ASSIGNMENT: Set down exactly the entries below, beginning at their first line and ending at the line with "let empty: ProgressQuery".

====== SUPPLIED MATERIAL

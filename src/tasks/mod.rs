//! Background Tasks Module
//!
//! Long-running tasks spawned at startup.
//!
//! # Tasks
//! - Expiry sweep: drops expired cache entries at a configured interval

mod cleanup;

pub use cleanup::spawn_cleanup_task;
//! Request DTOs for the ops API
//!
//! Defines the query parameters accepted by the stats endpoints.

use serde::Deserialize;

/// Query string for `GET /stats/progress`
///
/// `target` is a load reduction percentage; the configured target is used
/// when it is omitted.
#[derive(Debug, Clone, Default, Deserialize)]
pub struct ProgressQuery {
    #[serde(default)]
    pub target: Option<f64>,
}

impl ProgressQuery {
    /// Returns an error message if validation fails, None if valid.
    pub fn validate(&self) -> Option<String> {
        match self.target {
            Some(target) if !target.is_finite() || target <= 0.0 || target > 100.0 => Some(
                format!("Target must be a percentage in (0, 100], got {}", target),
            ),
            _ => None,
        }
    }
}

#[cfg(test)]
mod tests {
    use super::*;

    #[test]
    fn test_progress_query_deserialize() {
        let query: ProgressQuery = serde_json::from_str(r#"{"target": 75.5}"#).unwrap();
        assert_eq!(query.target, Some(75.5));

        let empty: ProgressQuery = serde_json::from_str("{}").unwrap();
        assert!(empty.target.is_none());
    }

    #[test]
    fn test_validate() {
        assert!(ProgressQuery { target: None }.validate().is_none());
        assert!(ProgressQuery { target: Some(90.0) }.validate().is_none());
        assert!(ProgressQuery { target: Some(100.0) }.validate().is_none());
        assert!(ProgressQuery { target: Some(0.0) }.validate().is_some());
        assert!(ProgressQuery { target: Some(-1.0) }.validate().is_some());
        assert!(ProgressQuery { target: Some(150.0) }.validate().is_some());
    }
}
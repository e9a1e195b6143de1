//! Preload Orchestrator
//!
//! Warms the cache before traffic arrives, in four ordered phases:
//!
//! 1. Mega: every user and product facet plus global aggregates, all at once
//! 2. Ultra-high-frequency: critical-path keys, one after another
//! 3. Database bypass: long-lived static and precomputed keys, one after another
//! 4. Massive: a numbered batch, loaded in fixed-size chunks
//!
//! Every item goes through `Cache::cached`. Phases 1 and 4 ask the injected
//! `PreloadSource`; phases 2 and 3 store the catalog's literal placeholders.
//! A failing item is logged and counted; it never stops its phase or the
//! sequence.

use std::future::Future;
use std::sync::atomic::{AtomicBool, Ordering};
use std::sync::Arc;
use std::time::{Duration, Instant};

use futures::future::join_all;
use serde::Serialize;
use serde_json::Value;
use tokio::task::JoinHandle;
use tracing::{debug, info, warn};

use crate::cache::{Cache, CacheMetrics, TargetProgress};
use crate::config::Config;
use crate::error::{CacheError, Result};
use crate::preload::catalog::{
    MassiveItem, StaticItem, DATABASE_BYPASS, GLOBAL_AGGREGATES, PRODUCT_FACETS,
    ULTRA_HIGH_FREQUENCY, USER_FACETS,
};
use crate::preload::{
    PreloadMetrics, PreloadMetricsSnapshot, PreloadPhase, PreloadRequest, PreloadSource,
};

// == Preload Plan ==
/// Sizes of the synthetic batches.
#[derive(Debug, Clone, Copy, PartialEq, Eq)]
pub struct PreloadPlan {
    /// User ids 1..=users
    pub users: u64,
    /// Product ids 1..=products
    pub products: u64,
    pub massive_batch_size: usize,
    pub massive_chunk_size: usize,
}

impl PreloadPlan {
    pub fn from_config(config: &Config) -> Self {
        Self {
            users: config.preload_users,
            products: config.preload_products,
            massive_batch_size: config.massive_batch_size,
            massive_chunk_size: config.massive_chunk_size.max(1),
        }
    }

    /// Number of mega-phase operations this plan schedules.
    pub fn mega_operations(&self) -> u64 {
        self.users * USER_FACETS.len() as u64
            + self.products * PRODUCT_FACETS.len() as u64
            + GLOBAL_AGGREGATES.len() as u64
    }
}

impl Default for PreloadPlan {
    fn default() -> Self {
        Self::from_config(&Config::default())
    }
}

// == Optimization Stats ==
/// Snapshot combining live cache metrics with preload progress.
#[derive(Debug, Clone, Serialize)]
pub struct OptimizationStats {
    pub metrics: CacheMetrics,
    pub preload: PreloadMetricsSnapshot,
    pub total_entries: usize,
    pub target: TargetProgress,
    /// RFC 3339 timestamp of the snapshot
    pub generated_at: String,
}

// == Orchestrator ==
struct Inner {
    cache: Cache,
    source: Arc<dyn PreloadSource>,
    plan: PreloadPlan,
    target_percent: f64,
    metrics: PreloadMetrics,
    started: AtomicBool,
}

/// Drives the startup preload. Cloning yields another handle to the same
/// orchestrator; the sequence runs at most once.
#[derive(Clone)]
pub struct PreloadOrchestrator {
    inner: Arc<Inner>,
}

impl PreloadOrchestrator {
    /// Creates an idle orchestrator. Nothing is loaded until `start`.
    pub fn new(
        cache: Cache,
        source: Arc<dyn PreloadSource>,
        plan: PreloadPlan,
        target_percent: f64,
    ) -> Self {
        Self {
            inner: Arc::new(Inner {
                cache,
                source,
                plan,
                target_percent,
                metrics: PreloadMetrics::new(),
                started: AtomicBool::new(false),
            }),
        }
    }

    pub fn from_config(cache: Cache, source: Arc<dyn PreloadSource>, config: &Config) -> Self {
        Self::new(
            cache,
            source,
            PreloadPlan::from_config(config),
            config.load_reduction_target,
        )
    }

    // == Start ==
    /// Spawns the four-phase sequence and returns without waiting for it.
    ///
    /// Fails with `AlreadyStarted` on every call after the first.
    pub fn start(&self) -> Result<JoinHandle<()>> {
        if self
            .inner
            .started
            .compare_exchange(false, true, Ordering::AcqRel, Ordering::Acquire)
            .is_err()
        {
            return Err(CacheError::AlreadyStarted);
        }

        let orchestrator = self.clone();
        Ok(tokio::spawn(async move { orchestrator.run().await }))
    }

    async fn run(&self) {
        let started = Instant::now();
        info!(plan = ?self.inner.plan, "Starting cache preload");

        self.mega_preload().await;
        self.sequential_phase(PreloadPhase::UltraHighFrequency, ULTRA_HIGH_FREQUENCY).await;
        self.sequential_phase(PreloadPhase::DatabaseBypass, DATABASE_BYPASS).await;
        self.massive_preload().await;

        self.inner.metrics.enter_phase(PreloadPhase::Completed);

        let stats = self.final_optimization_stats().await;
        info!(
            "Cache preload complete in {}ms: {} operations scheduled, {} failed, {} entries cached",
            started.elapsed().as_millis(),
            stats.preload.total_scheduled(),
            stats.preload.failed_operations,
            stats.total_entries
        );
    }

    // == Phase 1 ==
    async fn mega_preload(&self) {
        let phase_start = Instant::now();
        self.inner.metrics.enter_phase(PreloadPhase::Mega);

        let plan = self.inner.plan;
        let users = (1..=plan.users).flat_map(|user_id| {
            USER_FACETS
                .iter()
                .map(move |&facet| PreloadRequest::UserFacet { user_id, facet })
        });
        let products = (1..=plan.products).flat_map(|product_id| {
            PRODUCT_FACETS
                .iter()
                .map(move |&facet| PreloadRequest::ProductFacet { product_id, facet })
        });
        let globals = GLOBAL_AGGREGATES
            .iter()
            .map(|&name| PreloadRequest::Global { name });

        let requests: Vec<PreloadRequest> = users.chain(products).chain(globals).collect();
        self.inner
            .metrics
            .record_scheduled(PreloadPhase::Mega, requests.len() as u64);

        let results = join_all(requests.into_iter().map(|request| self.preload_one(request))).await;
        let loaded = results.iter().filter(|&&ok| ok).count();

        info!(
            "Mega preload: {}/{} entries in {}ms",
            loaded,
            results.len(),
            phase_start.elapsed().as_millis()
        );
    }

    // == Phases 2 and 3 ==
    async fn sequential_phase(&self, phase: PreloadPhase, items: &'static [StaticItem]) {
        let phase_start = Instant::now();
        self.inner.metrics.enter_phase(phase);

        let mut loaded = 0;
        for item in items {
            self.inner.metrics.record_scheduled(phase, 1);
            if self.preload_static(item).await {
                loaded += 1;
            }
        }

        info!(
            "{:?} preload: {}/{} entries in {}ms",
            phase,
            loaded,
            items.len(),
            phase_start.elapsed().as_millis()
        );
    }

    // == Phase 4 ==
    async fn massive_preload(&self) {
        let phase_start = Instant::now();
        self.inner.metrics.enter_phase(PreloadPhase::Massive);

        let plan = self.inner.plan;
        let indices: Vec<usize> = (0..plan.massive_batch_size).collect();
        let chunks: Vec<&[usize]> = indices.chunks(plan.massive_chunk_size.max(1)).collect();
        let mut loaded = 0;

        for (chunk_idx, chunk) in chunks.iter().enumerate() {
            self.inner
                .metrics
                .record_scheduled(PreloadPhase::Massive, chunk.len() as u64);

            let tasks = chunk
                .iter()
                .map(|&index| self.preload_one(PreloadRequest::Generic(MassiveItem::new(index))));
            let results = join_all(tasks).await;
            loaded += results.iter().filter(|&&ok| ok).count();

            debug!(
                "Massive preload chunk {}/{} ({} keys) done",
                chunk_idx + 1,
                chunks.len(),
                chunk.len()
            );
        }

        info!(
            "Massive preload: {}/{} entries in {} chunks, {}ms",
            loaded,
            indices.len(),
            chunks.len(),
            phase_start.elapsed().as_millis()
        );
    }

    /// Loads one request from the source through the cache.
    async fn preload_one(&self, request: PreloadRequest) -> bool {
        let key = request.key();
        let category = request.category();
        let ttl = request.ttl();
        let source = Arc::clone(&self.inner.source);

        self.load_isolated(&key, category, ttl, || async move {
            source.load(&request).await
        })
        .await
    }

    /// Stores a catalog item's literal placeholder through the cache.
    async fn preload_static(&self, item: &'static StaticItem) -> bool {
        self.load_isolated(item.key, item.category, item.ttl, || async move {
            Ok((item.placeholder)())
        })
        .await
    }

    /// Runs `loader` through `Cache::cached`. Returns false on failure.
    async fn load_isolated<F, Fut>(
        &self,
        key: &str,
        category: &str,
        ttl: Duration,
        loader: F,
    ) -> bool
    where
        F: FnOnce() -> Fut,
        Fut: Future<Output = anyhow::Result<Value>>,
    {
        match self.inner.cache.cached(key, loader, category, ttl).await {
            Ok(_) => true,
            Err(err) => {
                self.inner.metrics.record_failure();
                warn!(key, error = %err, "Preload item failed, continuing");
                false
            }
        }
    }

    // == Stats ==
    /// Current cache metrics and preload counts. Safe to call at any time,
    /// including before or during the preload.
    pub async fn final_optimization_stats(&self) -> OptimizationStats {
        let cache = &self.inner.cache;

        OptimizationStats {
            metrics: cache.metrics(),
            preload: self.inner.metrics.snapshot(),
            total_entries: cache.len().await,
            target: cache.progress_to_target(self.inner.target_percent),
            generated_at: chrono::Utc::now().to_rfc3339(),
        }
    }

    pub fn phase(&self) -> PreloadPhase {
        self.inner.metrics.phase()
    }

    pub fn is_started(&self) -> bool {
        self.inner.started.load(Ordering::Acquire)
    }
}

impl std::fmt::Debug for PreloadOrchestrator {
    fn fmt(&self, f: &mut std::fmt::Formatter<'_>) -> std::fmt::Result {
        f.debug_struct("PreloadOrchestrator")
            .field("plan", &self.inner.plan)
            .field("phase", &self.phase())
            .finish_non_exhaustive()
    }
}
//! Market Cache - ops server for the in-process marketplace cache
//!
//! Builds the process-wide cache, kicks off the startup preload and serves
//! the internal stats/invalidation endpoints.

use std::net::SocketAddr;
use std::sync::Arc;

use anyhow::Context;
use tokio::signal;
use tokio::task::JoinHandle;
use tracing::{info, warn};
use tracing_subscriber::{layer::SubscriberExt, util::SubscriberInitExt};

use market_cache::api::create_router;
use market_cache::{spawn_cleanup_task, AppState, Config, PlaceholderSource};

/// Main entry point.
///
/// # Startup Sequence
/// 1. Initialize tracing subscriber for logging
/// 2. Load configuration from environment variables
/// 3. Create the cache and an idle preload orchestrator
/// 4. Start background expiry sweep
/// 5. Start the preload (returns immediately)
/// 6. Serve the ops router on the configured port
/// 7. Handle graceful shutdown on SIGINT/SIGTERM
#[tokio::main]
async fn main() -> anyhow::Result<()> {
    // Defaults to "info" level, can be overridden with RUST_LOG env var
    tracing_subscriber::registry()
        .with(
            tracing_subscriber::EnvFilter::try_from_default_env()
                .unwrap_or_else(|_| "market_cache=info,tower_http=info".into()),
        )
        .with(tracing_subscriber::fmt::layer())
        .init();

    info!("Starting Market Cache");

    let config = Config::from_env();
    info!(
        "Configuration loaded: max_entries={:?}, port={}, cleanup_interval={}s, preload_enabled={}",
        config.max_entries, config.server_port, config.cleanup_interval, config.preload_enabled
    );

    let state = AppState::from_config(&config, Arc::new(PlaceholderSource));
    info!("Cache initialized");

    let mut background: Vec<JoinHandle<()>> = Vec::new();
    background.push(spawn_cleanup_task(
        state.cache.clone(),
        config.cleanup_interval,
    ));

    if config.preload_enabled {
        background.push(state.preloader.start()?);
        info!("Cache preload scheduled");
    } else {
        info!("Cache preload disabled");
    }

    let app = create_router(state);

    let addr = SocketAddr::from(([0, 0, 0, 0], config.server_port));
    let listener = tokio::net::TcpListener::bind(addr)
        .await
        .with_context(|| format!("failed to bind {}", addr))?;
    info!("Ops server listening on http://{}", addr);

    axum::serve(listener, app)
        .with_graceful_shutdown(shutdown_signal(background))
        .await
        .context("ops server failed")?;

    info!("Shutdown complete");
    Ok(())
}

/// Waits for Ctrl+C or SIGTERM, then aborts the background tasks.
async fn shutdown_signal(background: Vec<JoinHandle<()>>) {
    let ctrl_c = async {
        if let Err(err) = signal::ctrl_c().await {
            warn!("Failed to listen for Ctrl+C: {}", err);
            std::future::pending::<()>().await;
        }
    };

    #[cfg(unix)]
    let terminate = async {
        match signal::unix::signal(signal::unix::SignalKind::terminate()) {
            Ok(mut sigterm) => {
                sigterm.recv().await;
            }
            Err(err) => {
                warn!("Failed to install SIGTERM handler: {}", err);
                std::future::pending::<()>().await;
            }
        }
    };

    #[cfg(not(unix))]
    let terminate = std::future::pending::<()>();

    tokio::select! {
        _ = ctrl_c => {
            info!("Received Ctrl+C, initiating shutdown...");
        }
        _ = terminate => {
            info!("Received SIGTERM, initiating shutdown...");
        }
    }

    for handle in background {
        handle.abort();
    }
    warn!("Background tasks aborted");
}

============

TASK SOLUTION:
filename src/tasks/mod.rs
//! Background Tasks Module
//!
//! Long-running tasks spawned at startup.
//!
//! # Tasks
//! - Expiry sweep: drops expired cache entries at a configured interval

mod cleanup;

pub use cleanup::spawn_cleanup_task;
//! Request DTOs for the ops API
//!
//! Defines the query parameters accepted by the stats endpoints.

use serde::Deserialize;

/// Query string for `GET /stats/progress`
///
/// `target` is a load reduction percentage; the configured target is used
/// when it is omitted.
#[derive(Debug, Clone, Default, Deserialize)]
pub struct ProgressQuery {
    #[serde(default)]
    pub target: Option<f64>,
}

impl ProgressQuery {
    /// Returns an error message if validation fails, None if valid.
    pub fn validate(&self) -> Option<String> {
        match self.target {
            Some(target) if !target.is_finite() || target <= 0.0 || target > 100.0 => Some(
                format!("Target must be a percentage in (0, 100], got {}", target),
            ),
            _ => None,
        }
    }
}

#[cfg(test)]
mod tests {
    use super::*;

    #[test]
    fn test_progress_query_deserialize() {
        let query: ProgressQuery = serde_json::from_str(r#"{"target": 75.5}"#).unwrap();
        assert_eq!(query.target, Some(75.5));

        let empty: ProgressQuery = serde_json::from_str("{}").unwrap();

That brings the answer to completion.